Search the records for "Deserialize" and copy each line that holds it.

___ PROVIDED INFORMATION ___

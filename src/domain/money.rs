use crate::error::{BookingError, Result};
use rust_decimal::prelude::ToPrimitive;
use rust_decimal::{Decimal, RoundingStrategy};
use rust_decimal_macros::dec;
use serde::{Deserialize, Serialize};
use std::fmt;
use std::ops::{Add, Sub};
use std::str::FromStr;

/// Largest single charge accepted, in dollars.
pub const MAX_AMOUNT: Decimal = dec!(999999.99);

/// A positive currency amount with at most two decimal places.
///
/// Construction is the validation boundary: anything that is zero, negative,
/// carries sub-cent precision, or exceeds [`MAX_AMOUNT`] is rejected with
/// `InvalidAmount`. The inner value is always stored at scale 2 so that it
/// renders as `3.20`, never `3.2`.
#[derive(Debug, Clone, Copy, PartialEq, Eq, PartialOrd, Ord, Hash, Serialize, Deserialize)]
#[serde(try_from = "Decimal", into = "Decimal")]
pub struct Amount(Decimal);

impl Amount {
    pub fn new(value: Decimal) -> Result<Self> {
        if value <= Decimal::ZERO {
            return Err(BookingError::InvalidAmount(format!(
                "{value} must be positive"
            )));
        }
        if value > MAX_AMOUNT {
            return Err(BookingError::InvalidAmount(format!(
                "{value} exceeds the maximum of {MAX_AMOUNT}"
            )));
        }
        if value.normalize().scale() > 2 {
            return Err(BookingError::InvalidAmount(format!(
                "{value} has sub-cent precision"
            )));
        }

        let mut scaled = value;
        scaled.rescale(2);
        Ok(Self(scaled))
    }

    /// Parses user input such as `"19.99"`. Non-numeric text (including
    /// `NaN` and `inf`) is an `InvalidAmount`.
    pub fn parse(input: &str) -> Result<Self> {
        let value = Decimal::from_str(input.trim())
            .map_err(|_| BookingError::InvalidAmount(format!("'{input}' is not a number")))?;
        Self::new(value)
    }

    pub fn value(&self) -> Decimal {
        self.0
    }

    pub fn to_cents(self) -> Cents {
        // Scale is pinned to 2, so the mantissa is the amount in cents.
        Cents(self.0.mantissa() as i64)
    }
}

impl TryFrom<Decimal> for Amount {
    type Error = BookingError;

    fn try_from(value: Decimal) -> Result<Self> {
        Self::new(value)
    }
}

impl From<Amount> for Decimal {
    fn from(amount: Amount) -> Self {
        amount.0
    }
}

impl fmt::Display for Amount {
    fn fmt(&self, f: &mut fmt::Formatter<'_>) -> fmt::Result {
        write!(f, "{}", self.0)
    }
}

/// Integer minor units (cents), the only unit the payment processor accepts.
#[derive(Debug, Clone, Copy, PartialEq, Eq, PartialOrd, Ord, Hash, Default, Serialize, Deserialize)]
pub struct Cents(pub i64);

impl Cents {
    pub const ZERO: Self = Self(0);

    /// Rounds a fractional cent value half-up (away from zero).
    pub fn round_half_up(value: Decimal) -> Result<Self> {
        value
            .round_dp_with_strategy(0, RoundingStrategy::MidpointAwayFromZero)
            .to_i64()
            .map(Self)
            .ok_or_else(|| BookingError::InvalidAmount(format!("{value} cents is out of range")))
    }

    pub fn value(&self) -> i64 {
        self.0
    }

    pub fn to_decimal(self) -> Decimal {
        Decimal::new(self.0, 2)
    }

    pub fn to_amount(self) -> Result<Amount> {
        Amount::new(self.to_decimal())
    }
}

impl Add for Cents {
    type Output = Self;
    fn add(self, rhs: Self) -> Self::Output {
        Self(self.0 + rhs.0)
    }
}

impl Sub for Cents {
    type Output = Self;
    fn sub(self, rhs: Self) -> Self::Output {
        Self(self.0 - rhs.0)
    }
}

impl fmt::Display for Cents {
    fn fmt(&self, f: &mut fmt::Formatter<'_>) -> fmt::Result {
        write!(f, "{}", self.0)
    }
}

___

§ SOLUTION FOR THIS TASK
use serde::{Deserialize, Serialize};
#[derive(Debug, Clone, Copy, PartialEq, Eq, PartialOrd, Ord, Hash, Serialize, Deserialize)]
#[derive(Debug, Clone, Copy, PartialEq, Eq, PartialOrd, Ord, Hash, Default, Serialize, Deserialize)]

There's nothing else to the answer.